Family ties no boon for top banker Nazir Razak
Nazir says he has no more influence over Prime Minister Najib than he had over previous premiers. — File picKUALA LUMPUR, July 2 — Datuk Seri Nazir Razak, brother to Prime Minister Datuk Seri Najib Razak, has denied his kinship helped spur his rise up the rungs of Asia’s banking world, saying any influence gained is from his position as CIMB Group chief executive.
The youngest son of Malaysia’s second prime minister did not deny he holds some sway with political leaders, but told Financial Times in an interview published today that his influence is only as much as others in similar positions heading major companies.
“We are a successful business that doesn’t get involved in that stuff [corruption],” he told the influential international business paper.
“But I’m not going to deny the fact that it is a problem.”
In the article, headlined “When toil is as strong as family ties”, the paper noted that it was difficult to tell whether the blood ties were a boon or bane for the rising Asian banker.
“I do have family occasions, but I wouldn’t say that I have more influence with the present PM than I did with previous PMs, if you like. Therefore, the relationship is more derivative of my position running the bank rather than family,” Nazir was quoted as saying.
The paper reported him pointing out that he had led CIMB’s investment bank since 1999 while Najib has only been in office since 2009.
The 45-year-old who aims to grow Malaysia’s second-largest lender by assets into a regional powerhouse has been winning admirers for his strong stand against corruption, saying today that the issue was a major setback in thrusting this middle-income country into the ranks of first-world nations.
Nazir was named “Best Top Executive in Malaysia” by influential British financial magazine, Asiamoney, for two years running, in 2009 and 2010 and one of Asia’s 50 most influential figures of the last decade by FinanceAsia in 2006.

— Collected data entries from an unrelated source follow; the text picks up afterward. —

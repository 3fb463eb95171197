//! Router configuration for the object relay.
//!
//! This module defines the HTTP routes and applies middleware for
//! authentication, body limits, tracing and CORS.
//!
//! # Route Structure
//!
//! ```text
//! /health, /health/                   - Health check (public)
//! /objects/{*key}                     - Single object GET/HEAD/POST/PUT/DELETE
//! /batch                              - Batch GET/POST/DELETE
//! /debug/list                         - List keys
//! /{images-bucket}-objects/{*key}     - Single object, images bucket
//! /{images-bucket}-upload-images      - Image upload job
//! /{images-bucket}-debug-list         - List keys, images bucket
//! ```
//!
//! # Example
//!
//! ```ignore
//! use std::sync::Arc;
//! use object_relay::server::routes::{create_router, RouterConfig};
//! use object_relay::store::S3BlobStore;
//!
//! let store = Arc::new(S3BlobStore::new(client));
//! let config = RouterConfig::new("mybucket", "kzen-storage")
//!     .with_api_key("secret-key")
//!     .with_cors_origins(vec!["https://example.com".to_string()]);
//!
//! let router = create_router(store, config);
//!
//! let listener = tokio::net::TcpListener::bind("0.0.0.0:8080").await?;
//! axum::serve(listener, router).await?;
//! ```

use std::sync::Arc;
use std::time::Duration;

use axum::{
    extract::DefaultBodyLimit,
    middleware,
    routing::{any, get, post},
    Router,
};
use http::header::{ACCEPT, AUTHORIZATION, CONTENT_TYPE};
use http::{HeaderName, Method};
use tower_http::cors::{Any, CorsLayer};
use tower_http::trace::TraceLayer;

use super::auth::{api_key_middleware, ApiKeyAuth, API_KEY_HEADER};
use super::batch::{
    batch_delete_handler, batch_fetch_handler, batch_upload_handler, upload_images_handler,
};
use super::handlers::{
    delete_object_handler, get_object_handler, health_handler, list_handler, missing_key_handler,
    put_object_handler, AppState, RequestTimeouts,
};
use crate::store::BlobStore;

/// Default request body limit for uploads (50 MiB).
pub const DEFAULT_MAX_FORM_BYTES: usize = 50 * 1024 * 1024;

// =============================================================================
// Router Configuration
// =============================================================================

/// Configuration for the HTTP router.
#[derive(Clone)]
pub struct RouterConfig {
    /// Bucket behind `/objects`, `/batch` and `/debug/list`
    pub bucket: String,

    /// Bucket behind the `/{images-bucket}-...` routes
    pub images_bucket: String,

    /// Namespace prefix for image uploads
    pub images_prefix: String,

    /// Static API key (None = gate disabled)
    pub api_key: Option<String>,

    /// Allowed CORS origins (None = allow any origin)
    pub cors_origins: Option<Vec<String>>,

    /// Whether to enable request tracing
    pub enable_tracing: bool,

    /// Maximum accepted request body size in bytes
    pub max_form_bytes: usize,

    pub timeouts: RequestTimeouts,
}

impl RouterConfig {
    /// Create a router configuration for the two buckets.
    ///
    /// By default:
    /// - No API key is required
    /// - CORS allows any origin
    /// - Bodies up to 50 MiB are accepted
    /// - Tracing is enabled
    pub fn new(bucket: impl Into<String>, images_bucket: impl Into<String>) -> Self {
        Self {
            bucket: bucket.into(),
            images_bucket: images_bucket.into(),
            images_prefix: String::new(),
            api_key: None,
            cors_origins: None,
            enable_tracing: true,
            max_form_bytes: DEFAULT_MAX_FORM_BYTES,
            timeouts: RequestTimeouts::default(),
        }
    }

    /// Set the namespace prefix for image uploads.
    pub fn with_images_prefix(mut self, prefix: impl Into<String>) -> Self {
        self.images_prefix = prefix.into();
        self
    }

    /// Require `key` on mutating requests.
    pub fn with_api_key(mut self, key: impl Into<String>) -> Self {
        self.api_key = Some(key.into());
        self
    }

    /// Set specific allowed CORS origins.
    ///
    /// Pass an empty vec to disallow all cross-origin requests.
    pub fn with_cors_origins(mut self, origins: Vec<String>) -> Self {
        self.cors_origins = Some(origins);
        self
    }

    /// Allow any CORS origin.
    pub fn with_cors_any_origin(mut self) -> Self {
        self.cors_origins = None;
        self
    }

    /// Enable or disable request tracing.
    pub fn with_tracing(mut self, enabled: bool) -> Self {
        self.enable_tracing = enabled;
        self
    }

    /// Set the request body limit.
    pub fn with_max_form_bytes(mut self, bytes: usize) -> Self {
        self.max_form_bytes = bytes;
        self
    }

    /// Set custom request deadlines.
    pub fn with_timeouts(mut self, timeouts: RequestTimeouts) -> Self {
        self.timeouts = timeouts;
        self
    }
}

// =============================================================================
// Router Builder
// =============================================================================

/// Create the main application router.
///
/// Layers, innermost first: body limit, API key gate (when a key is set),
/// request tracing (when enabled), CORS. CORS stays outermost so rejected
/// requests still carry the CORS headers the browser needs to read them.
pub fn create_router<S>(store: Arc<S>, config: RouterConfig) -> Router
where
    S: BlobStore + 'static,
{
    let primary_state = AppState::new(store, config.bucket.clone()).with_timeouts(config.timeouts);
    let images_state = primary_state
        .for_bucket(config.images_bucket.clone())
        .with_image_prefix(config.images_prefix.clone());

    let primary_routes = object_routes::<S>("/objects")
        .route(
            "/batch",
            get(batch_fetch_handler::<S>)
                .post(batch_upload_handler::<S>)
                .delete(batch_delete_handler::<S>),
        )
        .route("/debug/list", get(list_handler::<S>))
        .with_state(primary_state);

    let images_base = format!("/{}", config.images_bucket);
    let images_routes = object_routes::<S>(&format!("{}-objects", images_base))
        .route(
            &format!("{}-upload-images", images_base),
            post(upload_images_handler::<S>),
        )
        .route(
            &format!("{}-debug-list", images_base),
            get(list_handler::<S>),
        )
        .with_state(images_state);

    let public_routes = Router::new()
        .route("/health", get(health_handler))
        .route("/health/", get(health_handler));

    let mut router = Router::new()
        .merge(public_routes)
        .merge(primary_routes)
        .merge(images_routes)
        .layer(DefaultBodyLimit::max(config.max_form_bytes));

    if let Some(key) = &config.api_key {
        router = router.layer(middleware::from_fn_with_state(
            ApiKeyAuth::new(key),
            api_key_middleware,
        ));
    }

    if config.enable_tracing {
        router = router.layer(TraceLayer::new_for_http());
    }

    router.layer(build_cors_layer(&config))
}

/// Single-object routes under `base`.
fn object_routes<S>(base: &str) -> Router<AppState<S>>
where
    S: BlobStore + 'static,
{
    Router::new()
        // `{*key}` never matches an empty key
        .route(&format!("{}/", base), any(missing_key_handler))
        .route(
            &format!("{}/{{*key}}", base),
            get(get_object_handler::<S>)
                .post(put_object_handler::<S>)
                .put(put_object_handler::<S>)
                .delete(delete_object_handler::<S>),
        )
}

/// Build the CORS layer based on configuration.
fn build_cors_layer(config: &RouterConfig) -> CorsLayer {
    let cors = CorsLayer::new()
        .allow_methods([
            Method::GET,
            Method::HEAD,
            Method::POST,
            Method::PUT,
            Method::DELETE,
            Method::OPTIONS,
        ])
        .allow_headers([
            CONTENT_TYPE,
            ACCEPT,
            HeaderName::from_static(API_KEY_HEADER),
            AUTHORIZATION,
            HeaderName::from_static("x-requested-with"),
        ])
        .max_age(Duration::from_secs(86400)); // 24 hours

    match &config.cors_origins {
        None => cors.allow_origin(Any),
        Some(origins) if origins.is_empty() => cors,
        Some(origins) => {
            let parsed_origins: Vec<_> = origins.iter().filter_map(|o| o.parse().ok()).collect();
            cors.allow_origin(parsed_origins)
        }
    }
}

// =============================================================================
// Tests
// =============================================================================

His CIMB Group had bought the Royal Bank of Scotland’s (RBS) Asian business units in April this year, a month after completing a painstaking process to win a 60 per cent stake in Filipino giant San Miguel Corp’s Bank of Commerce for RM881 million.
But detractors, including those who have lost out on business to CIMB, have questioned his credentials due to his family’s political links.
Aside from his high-profile brother and father, Nazir is also the nephew of Malaysia’s third PM, Tun Hussein Onn, and cousin to incumbent Home Minister Datuk Seri Hishammuddin Hussein.
According to FT, he is also very close to Tan Sri Azman Mokhtar, who runs state wealth fund, Khazanah Nasional, which the paper said effectively controls CIMB along with the country’s national pension fund.
The paper also highlighted that Nazir is married to the daughter of a former central bank governor.
“Ironically, perhaps, these tight links with the rest of the establishment pose the greatest threat to his own future if the upcoming elections result in a regime change, kicking out the political party that has ruled Malaysia since independence,” FT said, citing an investor with the biggest private stake in CIMB, Hugo Young.
Young, who is a fund manager with Aberdeen Asset Management that has a 10 per cent share in CIMB, told the paper Nazir’s political links were a weakness to his financial career.
“It is obviously a vulnerability [for him]. It is not so much political or connected to his brother; it is more that he is a part of that almost royalty, that power in Malaysia.”